Andrew Leigh posted recently on early childhood cognitive research and its distortion by political process, suggesting that it isn’t likely to prove the magic bullet for equality of opportunity. More generally, I agree with Paul Frijters on this one.

Don Arthur
Don Arthur
17 years ago

There are no ‘magic bullets’ in social policy but it is worth looking for programs that can make a difference. In an earlier thread I think Angharad’s comments steered the debate in a useful direction.

http://www.clubtroppo.com.au/2007/04/12/kill-the-poor/#comment-114623

Activists need to avoid falling into the same trap they did in the 1960s. In the US , activists like Michael Harrington were very effective at raising awareness of poverty and disadvantage. But when the Johnson administration decided to act by declaring ‘unconditional war on poverty’ it had little or no idea what to do.

The administration seized on a number of then fashionable approaches, many of which had little impact (although there were some successes). America’s neoconservative movement was born out of this debacle.

I don’t think that we should assume we know how to solve problems of social and economic disadvantage. The problem isn’t just a failure of political will.

Patrick
Patrick
17 years ago

Some French study found a very strong correlation between a small increase in (roughly speaking) semi-senior white collar workers in a suburb increasing from >1% to around 5% and a significant decrease in delinquency and joblessness. Unfortunately they didn’t study the correlation between zoning, rent controls and % of semi-senior white collar workers.

That at least presents a possible easier set of policy problems…

Crowlie
17 years ago

I’ve been on a pension for ages… I’m good at ranting and coming up with pseudo science to back up preconceptions and opinions. How do I get a think-tank job? Oh, one problem. I’m female, forty, have three kids and am studying progressive Feminist theology (IOW have a brain & leftist tendencies).

John Humphreys
17 years ago

Not every endnote/footnote is a reference and I don’t see why it needs to be.

John Humphreys
17 years ago

And how does “female, forty, 3 kids, studying feminism” equate with having a brain? Are 45 year old feminists stupid? What about women with 2 kids?
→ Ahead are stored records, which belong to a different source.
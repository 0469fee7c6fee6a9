//! Date and time encoder
//!
//! Encodes a date or time as a Unix timestamp in seconds. The inferred format and
//! the UTC offset are kept in the context so the shifted value can be printed in
//! the same shape as the input.

use super::dateparse::{self, ParsedDateTime};
use super::{ContextValue, Encoder, EncoderContext};
use crate::domain::{AnonymizerError, Result};
use chrono::format::{Item, StrftimeItems};
use chrono::{DateTime, FixedOffset};

const FORMAT_KEY: &str = "format";
const TIMEZONE_KEY: &str = "timezone";

/// Encoder for dates and times
#[derive(Debug, Clone, Copy, Default)]
pub struct DateTimeEncoder;

impl DateTimeEncoder {
    /// Create a new encoder
    pub fn new() -> Self {
        Self
    }
}

impl Encoder for DateTimeEncoder {
    fn encode(&self, value: &str) -> Result<(f64, EncoderContext)> {
        let ParsedDateTime {
            datetime,
            timezone,
            format,
        } = dateparse::parse(value)?;

        let timestamp =
            datetime.timestamp() as f64 + f64::from(datetime.timestamp_subsec_nanos()) / 1e9;
        let timezone = match timezone {
            Some(offset) => ContextValue::Integer(i64::from(offset.local_minus_utc())),
            None => ContextValue::Null,
        };

        let ctx = EncoderContext::new()
            .with(FORMAT_KEY, ContextValue::Text(format))
            .with(TIMEZONE_KEY, timezone);
        Ok((timestamp, ctx))
    }

    fn decode(&self, value: f64, ctx: &EncoderContext) -> Result<String> {
        let format = ctx.text(FORMAT_KEY)?;
        if StrftimeItems::new(format).any(|item| matches!(item, Item::Error)) {
            return Err(AnonymizerError::InvalidContext(format!(
                "invalid date format '{format}'"
            )));
        }

        let timezone = match ctx.optional_integer(TIMEZONE_KEY)? {
            Some(seconds) => Some(
                i32::try_from(seconds)
                    .ok()
                    .and_then(FixedOffset::east_opt)
                    .ok_or_else(|| {
                        AnonymizerError::InvalidContext(format!(
                            "invalid UTC offset of {seconds} seconds"
                        ))
                    })?,
            ),
            None => None,
        };

        let datetime = from_timestamp(value)?;
        dateparse::render(&datetime, timezone, format).ok_or_else(|| {
            AnonymizerError::InvalidContext(format!(
                "date format '{format}' cannot be rendered for this value"
            ))
        })
    }
}

/// Convert seconds since the epoch, rounded to whole nanoseconds
fn from_timestamp(value: f64) -> Result<DateTime<FixedOffset>> {
    let out_of_range = || AnonymizerError::InvalidInput("Timestamp out of range".to_string());
    if !value.is_finite() {
        return Err(out_of_range());
    }

    let mut seconds = value.floor();
    let mut nanos = ((value - seconds) * 1e9).round();
    if nanos >= 1e9 {
        seconds += 1.0;
        nanos = 0.0;
    }
    if seconds < i64::MIN as f64 || seconds >= i64::MAX as f64 {
        return Err(out_of_range());
    }

    DateTime::from_timestamp(seconds as i64, nanos as u32)
        .map(|datetime| datetime.fixed_offset())
        .ok_or_else(out_of_range)
}
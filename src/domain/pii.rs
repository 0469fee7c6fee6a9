//! PII data models

use serde::{Deserialize, Serialize};

/// A tagged text fragment that requires anonymization
///
/// Created by the caller and never mutated by the anonymizer.
#[derive(Debug, Clone, PartialEq, Eq, Serialize, Deserialize)]
pub struct Pii {
    /// Tag used to select the anonymization mechanism (e.g. "PER", "LOC")
    pub tag: String,
    /// Cleartext value
    pub text: String,
    /// Optional identifier for the entity to be anonymized
    #[serde(default, skip_serializing_if = "Option::is_none")]
    pub id: Option<i64>,
}

impl Pii {
    /// Create a new PII without an identifier
    pub fn new(tag: impl Into<String>, text: impl Into<String>) -> Self {
        Self {
            tag: tag.into(),
            text: text.into(),
            id: None,
        }
    }

    /// Set the identifier
    pub fn with_id(mut self, id: i64) -> Self {
        self.id = Some(id);
        self
    }
}

/// Result of anonymizing a single [`Pii`]
#[derive(Debug, Clone, PartialEq, Eq, Serialize, Deserialize)]
pub struct AnonymizedPii {
    /// Tag of the source PII
    pub tag: String,
    /// Replacement text, or the original text if nothing applied
    pub text: String,
    /// Identifier of the source PII
    #[serde(default, skip_serializing_if = "Option::is_none")]
    pub id: Option<i64>,
    /// Whether a mechanism replaced the text
    pub modified: bool,
}

impl AnonymizedPii {
    /// Create the anonymized counterpart of a PII
    ///
    /// `modified` is set iff a replacement is given.
    pub fn from_pii(pii: Pii, replacement: Option<String>) -> Self {
        let modified = replacement.is_some();
        Self {
            tag: pii.tag,
            text: replacement.unwrap_or(pii.text),
            id: pii.id,
            modified,
        }
    }
}
//! Validate config command implementation
//!
//! This module implements the `validate-config` command, which loads the settings
//! file and builds every configured mechanism without anonymizing anything.

use crate::anonymization::Anonymizer;
use crate::config::{load_config, Settings};
use crate::mechanisms::MechanismConfig;
use clap::Args;

/// Arguments for the validate-config command
#[derive(Args, Debug)]
pub struct ValidateArgs {}

impl ValidateArgs {
    /// Execute the validate-config command
    pub fn execute(&self, config_path: &str) -> anyhow::Result<i32> {
        tracing::info!(config_path = %config_path, "Validating configuration");

        println!("🔍 Validating configuration file: {config_path}");
        println!();

        let settings = match load_config(config_path) {
            Ok(settings) => {
                println!("✅ Configuration file loaded successfully");
                settings
            }
            Err(e) => {
                println!("❌ Failed to load configuration file");
                println!("   Error: {e}");
                return Ok(2);
            }
        };

        match Anonymizer::new(&settings.anonymizer) {
            Ok(_) => {
                println!("✅ All mechanisms built successfully");
                println!();
                for line in summary(&settings) {
                    println!("{line}");
                }
                println!();
                Ok(0)
            }
            Err(e) => {
                println!("❌ Configuration validation failed");
                println!("   Error: {e}");
                println!();
                Ok(2)
            }
        }
    }
}

/// Human-readable summary of the loaded settings
fn summary(settings: &Settings) -> Vec<String> {
    let mut lines = vec![
        "Configuration Summary:".to_string(),
        format!("  Log Level: {}", settings.logging.level),
        format!(
            "  File Logging: {}",
            if settings.logging.local_enabled {
                settings.logging.local_path.as_str()
            } else {
                "disabled"
            }
        ),
    ];

    let anonymizer = &settings.anonymizer;
    lines.push(match &anonymizer.default_mechanism {
        Some(mechanism) => format!("  Default Mechanism: {}", describe(mechanism)),
        None => "  Default Mechanism: none (unconfigured tags pass through)".to_string(),
    });

    if anonymizer.mechanisms_by_tag.is_empty() {
        lines.push("  Tags: none".to_string());
    } else {
        lines.push(format!("  Tags ({}):", anonymizer.mechanisms_by_tag.len()));
        for (tag, mechanism) in &anonymizer.mechanisms_by_tag {
            lines.push(format!("    {tag}: {}", describe(mechanism)));
        }
    }

    lines
}

fn describe(mechanism: &MechanismConfig) -> String {
    let mut description = mechanism.name().to_string();
    if mechanism.stateful {
        description.push_str(", stateful");
    }
    if let Some(encoder) = mechanism.encoder {
        description.push_str(", encoder: ");
        description.push_str(encoder.name());
    }
    description
}
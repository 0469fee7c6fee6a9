//! Configuration loader with TOML/JSON parsing and environment variable overrides

use super::schema::Settings;
use crate::domain::errors::AnonymizerError;
use crate::domain::result::Result;
use regex::Regex;
use std::fs;
use std::path::Path;
use std::sync::LazyLock;

static ENV_PLACEHOLDER: LazyLock<Regex> = LazyLock::new(|| {
    Regex::new(r"\$\{([A-Z_][A-Z0-9_]*)\}").expect("placeholder pattern is valid")
});

/// Loads settings from a TOML (or `.json`) file
///
/// This function:
/// 1. Reads the file
/// 2. Performs environment variable substitution (${VAR} syntax)
/// 3. Parses TOML, or JSON when the extension is `.json`
/// 4. Applies environment variable overrides (PII_ANONYMIZER_* prefix)
/// 5. Validates the settings
///
/// # Errors
///
/// Returns [`AnonymizerError::Configuration`] if the file cannot be read or parsed,
/// or a referenced environment variable is missing, and
/// [`AnonymizerError::InvalidConfig`] if a mechanism is invalid.
///
/// # Examples
///
/// ```no_run
/// use pii_anonymizer::config::loader::load_config;
///
/// let settings = load_config("pii-anonymizer.toml").expect("Failed to load config");
/// ```
pub fn load_config(path: impl AsRef<Path>) -> Result<Settings> {
    let path = path.as_ref();

    if !path.exists() {
        return Err(AnonymizerError::Configuration(format!(
            "Configuration file not found: {}",
            path.display()
        )));
    }

    let contents = fs::read_to_string(path).map_err(|e| {
        AnonymizerError::Configuration(format!(
            "Failed to read configuration file {}: {}",
            path.display(),
            e
        ))
    })?;

    let contents = substitute_env_vars(&contents)?;

    let is_json = path
        .extension()
        .and_then(|ext| ext.to_str())
        .is_some_and(|ext| ext.eq_ignore_ascii_case("json"));
    let mut settings = parse_settings(&contents, is_json)?;

    apply_env_overrides(&mut settings)?;

    settings.validate()?;

    tracing::debug!(
        path = %path.display(),
        tags = settings.anonymizer.mechanisms_by_tag.len(),
        has_default = settings.anonymizer.default_mechanism.is_some(),
        "Configuration loaded"
    );

    Ok(settings)
}

/// Parses settings from a string without touching the environment
pub fn parse_settings(contents: &str, is_json: bool) -> Result<Settings> {
    if is_json {
        serde_json::from_str(contents)
            .map_err(|e| AnonymizerError::Configuration(format!("Failed to parse JSON: {e}")))
    } else {
        toml::from_str(contents)
            .map_err(|e| AnonymizerError::Configuration(format!("Failed to parse TOML: {e}")))
    }
}

/// Substitutes environment variables in the format ${VAR_NAME}
///
/// Comment lines (starting with `#`) are left untouched. All missing variables are
/// reported together.
fn substitute_env_vars(input: &str) -> Result<String> {
    let mut result = String::with_capacity(input.len());
    let mut missing_vars: Vec<String> = Vec::new();

    for line in input.lines() {
        if line.trim_start().starts_with('#') {
            result.push_str(line);
            result.push('\n');
            continue;
        }

        let processed = ENV_PLACEHOLDER.replace_all(line, |caps: &regex::Captures<'_>| {
            let var_name = &caps[1];
            std::env::var(var_name).unwrap_or_else(|_| {
                if !missing_vars.iter().any(|v| v == var_name) {
                    missing_vars.push(var_name.to_string());
                }
                String::new()
            })
        });
        result.push_str(&processed);
        result.push('\n');
    }

    if !missing_vars.is_empty() {
        return Err(AnonymizerError::Configuration(format!(
            "Missing required environment variables: {}",
            missing_vars.join(", ")
        )));
    }

    Ok(result)
}

/// Applies environment variable overrides using the PII_ANONYMIZER_* prefix
fn apply_env_overrides(settings: &mut Settings) -> Result<()> {
    if let Ok(val) = std::env::var("PII_ANONYMIZER_LOG_LEVEL") {
        settings.logging.level = val;
    }
    if let Ok(val) = std::env::var("PII_ANONYMIZER_LOG_JSON") {
        settings.logging.json = val.parse().map_err(|_| {
            AnonymizerError::Configuration(format!(
                "Invalid PII_ANONYMIZER_LOG_JSON value '{val}', expected true or false"
            ))
        })?;
    }
    if let Ok(val) = std::env::var("PII_ANONYMIZER_LOG_FILE") {
        settings.logging.local_enabled = true;
        settings.logging.local_path = val;
    }

    Ok(())
}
Or forty year old men who study feminism?

Your comment certainly fails the “decent human” test by it’s implications and doesn’t really pass the “sensible human” test either. Somehow I find it easy to believe you have leftist tendencies.

Gummo Trotsky
17 years ago

Your comment certainly fails the decent human test by its implications and doesnt really pass the sensible human test either. Somehow I find it easy to believe you have leftist tendencies.

And what, precisely, are these “decent human” and “sensible human” tests? And why do you find it so easy that someone who fails them should have leftist tendencies?